> _WHAT THE EXERCISE ASKS_
The answer must consist of every line from the entries below that contains the word "through".

> _EXCERPTED RECORDS_
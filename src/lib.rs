//! `stratus` deployment orchestration library.
//!
//! Loads a JSON deployment spec (`spec`, `schema`), normalizes it into
//! immutable units (`normalize`), and deploys each unit through a fixed
//! pipeline (`orchestrator`): resource group (`provision`), template apply
//! with retry/backoff (`retry`), and status verification (`verify`). The
//! `batch` runner fans units out sequentially or over a bounded worker pool
//! (`bounded_executor`). Cloud calls go through the `provider` trait; `az`
//! implements it with the Azure CLI.
//!
//! Invariants:
//! - parameter overrides always win over parameter file values
//! - file, integrity and naming errors abort a unit before any mutating call
//! - only template apply failures are retried
//! - every log line is redacted before it reaches a sink

pub mod az;
pub mod batch;
pub mod bounded_executor;
pub mod checksum;
pub mod config;
pub mod error;
pub mod logging;
pub mod normalize;
pub mod orchestrator;
pub mod parameters;
pub mod plan;
pub mod provider;
pub mod provision;
pub mod redact;
pub mod report;
pub mod retry;
pub mod schema;
pub mod spec;
pub mod verify;

pub use error::{DeployError, Result};
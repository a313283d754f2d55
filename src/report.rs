use std::time::Duration;

use tracing::{error, info, warn};

use crate::orchestrator::UnitSuccess;

#[derive(Debug, Clone)]
pub struct UnitOutcome {
    pub unit: String,
    pub elapsed: Duration,
    /// The unit's success details, or the rendered error.
    pub result: Result<UnitSuccess, String>,
}

impl UnitOutcome {
    pub fn succeeded(&self) -> bool {
        self.result.is_ok()
    }

    pub fn summarize(&self) -> String {
        let elapsed = format_elapsed(self.elapsed);
        match &self.result {
            Ok(s) => format!(
                "unit={} status={} attempts={} provisioned={:?} verified={} elapsed={elapsed}",
                self.unit, s.record.status, s.attempts, s.provisioned, s.verified
            ),
            Err(msg) => format!("unit={} status=FAILED elapsed={elapsed} error={msg}", self.unit),
        }
    }
}

/// Per-unit results of one batch run, in declared unit order.
#[derive(Debug, Clone, Default)]
pub struct BatchReport {
    pub dry_run: bool,
    pub outcomes: Vec<UnitOutcome>,
    /// Units never started because an earlier unit failed (fail-fast).
    pub skipped: Vec<String>,
}

impl BatchReport {
    pub fn new(dry_run: bool) -> Self {
        Self {
            dry_run,
            ..Self::default()
        }
    }

    pub fn failed_units(&self) -> Vec<String> {
        self.outcomes
            .iter()
            .filter(|o| !o.succeeded())
            .map(|o| o.unit.clone())
            .collect()
    }

    pub fn succeeded_count(&self) -> usize {
        self.outcomes.iter().filter(|o| o.succeeded()).count()
    }

    /// Emit the run summary: successes first, then skipped units, then
    /// failures, so the last lines name what went wrong.
    pub fn log(&self) {
        info!(
            dry_run = self.dry_run,
            succeeded = self.succeeded_count(),
            failed = self.outcomes.len() - self.succeeded_count(),
            skipped = self.skipped.len(),
            "batch summary"
        );
        for o in self.outcomes.iter().filter(|o| o.succeeded()) {
            info!("{}", o.summarize());
        }
        for unit in &self.skipped {
            warn!("unit={unit} status=SKIPPED");
        }
        for o in self.outcomes.iter().filter(|o| !o.succeeded()) {
            error!("{}", o.summarize());
        }
    }
}

fn format_elapsed(elapsed: Duration) -> String {
    format!("{:.2}s", elapsed.as_secs_f64())
}
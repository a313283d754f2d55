use tracing::info;

use crate::error::{DeployError, Result};
use crate::normalize::DeploymentUnit;
use crate::provider::ProvisioningApi;

pub const MAX_RESOURCE_GROUP_NAME_LEN: usize = 90;

#[derive(Debug, Clone, Copy, PartialEq, Eq)]
pub enum ProvisionOutcome {
    Existing,
    Created,
    /// Absent, and creation was skipped because of dry-run.
    WouldCreate,
}

/// Check a resource group name: 1..=90 characters drawn from alphanumerics,
/// `_`, `.`, `-`, `(` and `)`.
pub fn validate_resource_group_name(name: &str) -> Result<()> {
    let invalid = |reason: String| DeployError::InvalidName {
        name: name.to_string(),
        reason,
    };

    let len = name.chars().count();
    if len == 0 || len > MAX_RESOURCE_GROUP_NAME_LEN {
        return Err(invalid(format!(
            "length must be between 1 and {MAX_RESOURCE_GROUP_NAME_LEN} characters (got {len})"
        )));
    }

    if let Some(bad) = name
        .chars()
        .find(|c| !(c.is_alphanumeric() || matches!(c, '_' | '.' | '-' | '(' | ')')))
    {
        return Err(invalid(format!("character '{bad}' is not allowed")));
    }

    Ok(())
}

/// Make sure the unit's resource group exists before deploying into it.
///
/// Existing groups are left alone; tag drift is reconciled by the template.
pub fn ensure_resource_group(
    api: &dyn ProvisioningApi,
    unit: &DeploymentUnit,
    dry_run: bool,
) -> Result<ProvisionOutcome> {
    let rg = &unit.resource_group;
    if unit.pre_checks.validate_resource_group_name {
        validate_resource_group_name(&rg.name)?;
    }

    if api
        .resource_group(&rg.name)
        .map_err(DeployError::provisioning)?
        .is_some()
    {
        info!(unit = %unit.name, resource_group = %rg.name, "resource group exists");
        return Ok(ProvisionOutcome::Existing);
    }

    if dry_run {
        info!(
            unit = %unit.name,
            resource_group = %rg.name,
            location = %rg.location,
            "dry-run: would create resource group"
        );
        return Ok(ProvisionOutcome::WouldCreate);
    }

    api.create_resource_group(&rg.name, &rg.location, &rg.tags)
        .map_err(DeployError::provisioning)?;
    info!(
        unit = %unit.name,
        resource_group = %rg.name,
        location = %rg.location,
        "created resource group"
    );
    Ok(ProvisionOutcome::Created)
}
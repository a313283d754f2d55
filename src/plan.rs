use crate::normalize::{DeploymentUnit, NormalizedSpec};
use crate::provider::ParameterSource;

/// Render the normalized spec as a deterministic, human-readable plan.
pub fn render_plan(spec: &NormalizedSpec) -> Vec<String> {
    let mut lines = vec![
        format!("Schema:       {}", spec.schema_version),
        format!(
            "Account:      {}",
            spec.subscription_id.as_deref().unwrap_or("<current>")
        ),
        format!("Deployments:  {}", spec.units.len()),
    ];

    for (idx, unit) in spec.units.iter().enumerate() {
        lines.push(format!("  {idx}. {}", format_unit(unit)));
    }
    lines
}

pub fn print_plan(spec: &NormalizedSpec) {
    for line in render_plan(spec) {
        println!("{line}");
    }
}

fn format_unit(unit: &DeploymentUnit) -> String {
    let params = match parameter_hint(unit) {
        ParameterSource::Inline(_) => "inline",
        ParameterSource::File(_) => "file",
        ParameterSource::None => "none",
    };
    let p = &unit.retry_policy;
    format!(
        "{}  rg={}@{} template={} mode={} params={params} retry={}x{}s*{}",
        unit.name,
        unit.resource_group.name,
        unit.resource_group.location,
        unit.template.file.display(),
        unit.mode,
        p.max_attempts,
        p.delay_seconds,
        p.backoff_factor,
    )
}

/// Which parameter channel the unit will likely use, without reading files.
fn parameter_hint(unit: &DeploymentUnit) -> ParameterSource<'_> {
    if !unit.parameters.overrides.is_empty() {
        ParameterSource::Inline(&unit.parameters.overrides)
    } else if let Some(f) = unit.parameters.file.as_deref() {
        ParameterSource::File(f)
    } else {
        ParameterSource::None
    }
}
use schemars::JsonSchema;
use serde::{Deserialize, Serialize};
use serde_json::Value as JsonValue;
use std::collections::BTreeMap;
use std::fs;
use std::io::ErrorKind;
use std::path::Path;

use crate::error::{DeployError, Result};
use crate::schema;

/// Top-level deployment spec document, as written by the user.
///
/// Every field is optional at this layer so that missing required fields
/// surface as readable [`DeployError::Schema`] errors from
/// [`crate::normalize::normalize`] rather than opaque serde messages.
#[derive(Debug, Clone, Default, Serialize, Deserialize, JsonSchema, PartialEq)]
#[serde(rename_all = "camelCase")]
pub struct DeploymentSpec {
    #[serde(default)]
    pub schema_version: Option<String>,

    /// Default account/subscription for every unit.
    #[serde(default)]
    pub subscription_id: Option<String>,

    #[serde(default)]
    pub deployments: Option<Vec<UnitSpec>>,
}

/// One declared deployment unit.
#[derive(Debug, Clone, Default, Serialize, Deserialize, JsonSchema, PartialEq)]
#[serde(rename_all = "camelCase")]
pub struct UnitSpec {
    #[serde(default)]
    pub name: Option<String>,

    #[serde(default)]
    pub resource_group: Option<ResourceGroupSpec>,

    #[serde(default)]
    pub template: Option<TemplateSpec>,

    #[serde(default)]
    pub parameters: Option<ParametersSpec>,

    /// `Incremental` (default) or `Complete`.
    #[serde(default)]
    pub mode: Option<String>,

    #[serde(default)]
    pub pre_checks: Option<PreChecksSpec>,

    #[serde(default)]
    pub retry_policy: Option<RetryPolicySpec>,

    /// Per-unit override of the top-level `subscriptionId`.
    #[serde(default)]
    pub subscription_id: Option<String>,
}

#[derive(Debug, Clone, Default, Serialize, Deserialize, JsonSchema, PartialEq)]
#[serde(rename_all = "camelCase")]
pub struct ResourceGroupSpec {
    #[serde(default)]
    pub name: Option<String>,

    #[serde(default)]
    pub location: Option<String>,

    #[serde(default)]
    pub tags: BTreeMap<String, String>,
}

#[derive(Debug, Clone, Default, Serialize, Deserialize, JsonSchema, PartialEq)]
#[serde(rename_all = "camelCase")]
pub struct TemplateSpec {
    #[serde(default)]
    pub file: Option<String>,

    /// `<algorithm>:<hex-digest>`, e.g. `sha256:ab12...`.
    #[serde(default)]
    pub checksum: Option<String>,
}

#[derive(Debug, Clone, Default, Serialize, Deserialize, JsonSchema, PartialEq)]
#[serde(rename_all = "camelCase")]
pub struct ParametersSpec {
    #[serde(default)]
    pub file: Option<String>,

    #[serde(default)]
    pub checksum: Option<String>,

    /// Inline values that win over same-named keys from `file`.
    #[serde(default)]
    pub overrides: Option<BTreeMap<String, JsonValue>>,
}

#[derive(Debug, Clone, Default, Serialize, Deserialize, JsonSchema, PartialEq, Eq)]
#[serde(rename_all = "camelCase")]
pub struct PreChecksSpec {
    #[serde(default)]
    pub require_login: Option<bool>,

    #[serde(default)]
    pub validate_template_file: Option<bool>,

    #[serde(default)]
    pub validate_parameter_file: Option<bool>,

    #[serde(default)]
    pub validate_resource_group_name: Option<bool>,
}

#[derive(Debug, Clone, Default, Serialize, Deserialize, JsonSchema, PartialEq, Eq)]
#[serde(rename_all = "camelCase")]
pub struct RetryPolicySpec {
    #[serde(default)]
    pub max_attempts: Option<u32>,

    #[serde(default)]
    pub delay_seconds: Option<u64>,

    #[serde(default)]
    pub backoff_factor: Option<u32>,
}

impl DeploymentSpec {
    /// Load a deployment spec from a JSON file.
    ///
    /// The document is checked against the generated JSON Schema before it is
    /// deserialized; required-field checks happen later during normalization.
    pub fn load_from_file(path: &Path) -> Result<Self> {
        let text = fs::read_to_string(path).map_err(|err| match err.kind() {
            ErrorKind::NotFound => DeployError::FileNotFound(path.to_path_buf()),
            _ => DeployError::Io(err),
        })?;

        let value: JsonValue = serde_json::from_str(&text).map_err(|err| DeployError::Format {
            path: path.to_path_buf(),
            reason: err.to_string(),
        })?;

        Self::from_value(value)
    }

    /// Build a spec from an already-parsed JSON value.
    pub fn from_value(value: JsonValue) -> Result<Self> {
        let is_empty = match &value {
            JsonValue::Null => true,
            JsonValue::Object(map) => map.is_empty(),
            _ => false,
        };
        if is_empty {
            return Err(DeployError::Schema("spec is empty".to_string()));
        }

        schema::validate_spec_value(&value)?;

        serde_json::from_value(value).map_err(|err| DeployError::Schema(err.to_string()))
    }
}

> _RESULT OF THIS TASK_
//! immutable units (`normalize`), and deploys each unit through a fixed
//! (`bounded_executor`). Cloud calls go through the `provider` trait; `az`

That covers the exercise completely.